Over a follow-up period of 16.6 years, the team found that 39.2% of the final 1344 participants had at least 3 of the risk factors for metabolic syndrome.

Those with metabolic syndrome showed a significantly higher crude mortality rate than those without metabolic syndrome (32.7% versus 15.1%; P<0.01). People with metabolic syndrome also showed a 2-fold higher risk of all-cause mortality (HR 1.73; 95% CI 1.40 to 2.14) and cardiovascular disease/cerebrovascular mortality (HR 1.92; 95% CI 1.35 to 2.74) compared with those without metabolic syndrome after adjusting for all covariates (ie, age, race, sex, smoking, alcohol use, depression, insomnia, heart disease, and stroke).

Compared with in the reference group, the risk of all-cause mortality was significantly increased in those with metabolic syndrome clusters of:

Elevated blood pressure and 2 or 3 other components, but without elevated fasting glucose (HR 1.75; 95% CI 1.16-2.64)

Elevated fasting glucose and blood pressure with 1 or 2 other components (HR 1.46; 95% CI 0.96-2.32)

Both fasting glucose and blood pressure elevated (HR 1.76; 95% CI 1.40-2.22)

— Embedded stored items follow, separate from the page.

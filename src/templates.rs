//! HTML templates and the filter table.
//!
//! Pages are rendered through the [`Template`] enum: every page the build
//! can produce is one variant, carrying its context by reference. The
//! filter set is closed; templates call [`Filter::apply`] and the small
//! URL helpers below, nothing else.

use chrono::{Datelike, NaiveDate};

use crate::aggregate::StoryListStats;
use crate::html;
use crate::models::{Chapter, Story, StorySummary, TagKind, TagRef};
use crate::pagination::{self, PageLink};
use crate::slug;
use crate::util::{format_grouped, format_number};

/// Options the renderer honors on every page.
#[derive(Debug, Clone, Copy, Default)]
pub struct RenderOptions {
    /// Ship links that leave the archive (original story/author URLs).
    pub include_external_links: bool,
}

/// The closed set of template filters.
#[derive(Debug, Clone, Copy, PartialEq, Eq)]
pub enum Filter {
    Escape,
    StripTags,
    FormatDate,
    FormatNumber,
    NormalizeTag,
    RepairHtml,
    RenderStorytext,
}

const MONTH_NAMES: [&str; 12] = [
    "January",
    "February",
    "March",
    "April",
    "May",
    "June",
    "July",
    "August",
    "September",
    "October",
    "November",
    "December",
];

impl Filter {
    /// Apply the filter to a string input. All filters are pure; inputs
    /// that do not parse pass through unchanged.
    pub fn apply(&self, input: &str) -> String {
        match self {
            Filter::Escape => html::escape(input),
            Filter::StripTags => html::striptags(input),
            Filter::FormatDate => match input.parse::<NaiveDate>() {
                Ok(date) => format_date(date),
                Err(_) => input.to_string(),
            },
            Filter::FormatNumber => match input.parse::<u64>() {
                Ok(n) => format_grouped(n),
                Err(_) => input.to_string(),
            },
            Filter::NormalizeTag => slug::normalize(input),
            Filter::RepairHtml => html::repair_html(input),
            Filter::RenderStorytext => html::render_storytext(input),
        }
    }
}

/// ISO date -> "January 5, 2019".
pub fn format_date(date: NaiveDate) -> String {
    format!(
        "{} {}, {}",
        MONTH_NAMES[date.month0() as usize],
        date.day(),
        date.year()
    )
}

/// `list[i]`, or `fallback` when out of range.
pub fn default_index<'a>(list: &'a [String], i: usize, fallback: &'a str) -> &'a str {
    list.get(i).map(String::as_str).unwrap_or(fallback)
}

// =============== URL HELPERS ================

pub fn story_path(publisher: &str, id: i64) -> String {
    format!("story/{}/{}", publisher, id)
}

pub fn story_href(to_root: &str, publisher: &str, id: i64) -> String {
    format!("{}/story/{}/{}/1", to_root, publisher, id)
}

pub fn author_path(publisher: &str, name: &str) -> String {
    format!("author/{}/{}", publisher, slug::normalize(name))
}

pub fn tag_path(kind: TagKind, name: &str) -> String {
    format!("tag/{}/{}", kind.as_str(), slug::normalize(name))
}

pub fn category_path(publisher: &str, name: &str) -> String {
    format!("category/{}/{}", publisher, slug::normalize(name))
}

pub fn series_path(publisher: &str, name: &str) -> String {
    format!("series/{}/{}", publisher, slug::normalize(name))
}

pub fn publisher_path(publisher: &str) -> String {
    format!("publisher/{}/", publisher)
}

fn esc(s: &str) -> String {
    html::escape(s)
}

// =============== PAGE SHELL ================

fn shell(to_root: &str, title: &str, body: &str) -> String {
    format!(
        "<!DOCTYPE html>\n<html lang=\"en\">\n<head>\n<meta charset=\"utf-8\">\n\
         <meta name=\"viewport\" content=\"width=device-width, initial-scale=1\">\n\
         <title>{title}</title>\n\
         <link rel=\"icon\" href=\"{root}/favicon.png\">\n\
         <link rel=\"stylesheet\" href=\"{root}/style_light.css\" media=\"(prefers-color-scheme: light)\">\n\
         <link rel=\"stylesheet\" href=\"{root}/style_dark.css\" media=\"(prefers-color-scheme: dark)\">\n\
         </head>\n<body>\n\
         <header class=\"site-header\"><a href=\"{root}/index.html\">ZimFiction</a>\
         <nav><a href=\"{root}/statistics.html\">Statistics</a> \
         <a href=\"{root}/info/index.html\">Info</a></nav></header>\n\
         <main>\n{body}\n</main>\n</body>\n</html>\n",
        title = esc(title),
        root = to_root,
        body = body,
    )
}

/// Pagination bar linking to sibling page files ("1", "2", ...).
pub fn pagination_bar(cur: u32, num_pages: u32) -> String {
    let links = pagination::layout(cur, num_pages);
    if links.is_empty() {
        return String::new();
    }
    let mut out = String::from("<nav class=\"pagination\">");
    for link in links {
        match link {
            PageLink::Page(page) => {
                out.push_str(&format!("<a class=\"page\" href=\"{0}\">{0}</a>", page))
            }
            PageLink::Current(page) => {
                out.push_str(&format!("<span class=\"page current\">{}</span>", page))
            }
            PageLink::Skip => out.push_str("<span class=\"page skip\">…</span>"),
        }
    }
    out.push_str("</nav>");
    out
}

On average, participants with metabolic syndrome slept half an hour less than those without metabolic syndrome, and objective short sleep duration was associated with all 5 cardiometabolic components (P<0.05).

Limitations of the study, the researchers said, included the observational nature, as well as the use of only 1 day of sleep lab results and the small number of minority patients.

Fernandez-Mendoza noted that while there are well-established behavioral and pharmacological approaches to effectively treat sleep disorders, this study indicated that future clinical trials should examine whether targeting sleep in parallel with decreasing blood pressure and glucose levels would further improve the prognosis of people with metabolic syndrome.

“In other words, whether they get better and are less likely to develop complications, that would ultimately lead to early death. Sleep in the context of metabolic syndrome should be seen as an added and modifiable risk factor,” he explained.

Troxel agreed about the need for future studies, and said they should “look beyond sleep duration and consider other sleep disturbances, such as poor sleep quality or insomnia as effect modifiers of metabolic syndrome on mortality risk.”

The study was supported by the American Heart Association and the National Institutes of Health.

The authors noted having no disclosures to report.

last updated 05.26.2017

Primary Source: Journal of the American Heart Association

Fernandez-Mendoza J, et al. “Impact of the metabolic syndrome on mortality is modified by objective short sleep duration.” J Am Heart Assoc. 2017; DOI: 10.1161/JAHA. 117.005479.